── RECORDS FOR THIS EXERCISE ──

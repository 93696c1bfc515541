// Copyright (c) 2016-2020 Fabian Schuiki

//! Include file resolution.

use std::path::{Path, PathBuf};

/// How the file name was written in the `#include` directive.
#[derive(Debug, Clone, Copy, PartialEq, Eq)]
pub enum IncludeKind {
    /// `"name"`: the current file's directory is searched first.
    Quoted,
    /// `<name>`: only the configured include path is searched.
    Angled,
}

/// Resolve an include reference to the first existing regular file. The
/// quoted form searches the directory of the including file before the
/// configured include path; the angled form searches only the include path.
/// The file name is taken verbatim; no macro expansion is applied to it.
pub fn resolve(
    name: &str,
    kind: IncludeKind,
    current_dir: &Path,
    search_path: &[PathBuf],
) -> Option<PathBuf> {
    let first = match kind {
        IncludeKind::Quoted => Some(current_dir.to_path_buf()),
        IncludeKind::Angled => None,
    };
    for dir in first.iter().chain(search_path.iter()) {
        let candidate = dir.join(name);
        if candidate.is_file() {
            return Some(candidate);
        }
    }
    None
}

#[cfg(test)]
mod tests {
    use super::*;
    use std::fs;

    #[test]
    fn quoted_prefers_current_dir() {
        let current = tempfile::tempdir().unwrap();
        let other = tempfile::tempdir().unwrap();
        fs::write(current.path().join("a.inc"), "current\n").unwrap();
        fs::write(other.path().join("a.inc"), "other\n").unwrap();
        let search = vec![other.path().to_path_buf()];

        let found = resolve("a.inc", IncludeKind::Quoted, current.path(), &search).unwrap();
        assert_eq!(found, current.path().join("a.inc"));

        // The angled form skips the current directory.
        let found = resolve("a.inc", IncludeKind::Angled, current.path(), &search).unwrap();
        assert_eq!(found, other.path().join("a.inc"));
    }

    #[test]
    fn search_path_order_is_respected() {
        let first = tempfile::tempdir().unwrap();
        let second = tempfile::tempdir().unwrap();
        fs::write(second.path().join("b.inc"), "second\n").unwrap();
        let search = vec![first.path().to_path_buf(), second.path().to_path_buf()];
        let found = resolve("b.inc", IncludeKind::Angled, Path::new("."), &search).unwrap();
        assert_eq!(found, second.path().join("b.inc"));
    }

    #[test]
    fn missing_file_fails() {
        let dir = tempfile::tempdir().unwrap();
        assert!(resolve("nope.inc", IncludeKind::Quoted, dir.path(), &[]).is_none());
    }

    #[test]
    fn directories_are_not_files() {
        let dir = tempfile::tempdir().unwrap();
        fs::create_dir(dir.path().join("sub")).unwrap();
        assert!(resolve("sub", IncludeKind::Quoted, dir.path(), &[]).is_none());
    }
}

───

** YOUR OBJECTIVE **
Lines holding the word "second" are the answer; copy every one from the records above.

** OUTPUT **
        let second = tempfile::tempdir().unwrap();
        fs::write(second.path().join("b.inc"), "second\n").unwrap();
        let search = vec![first.path().to_path_buf(), second.path().to_path_buf()];
        assert_eq!(found, second.path().join("b.inc"));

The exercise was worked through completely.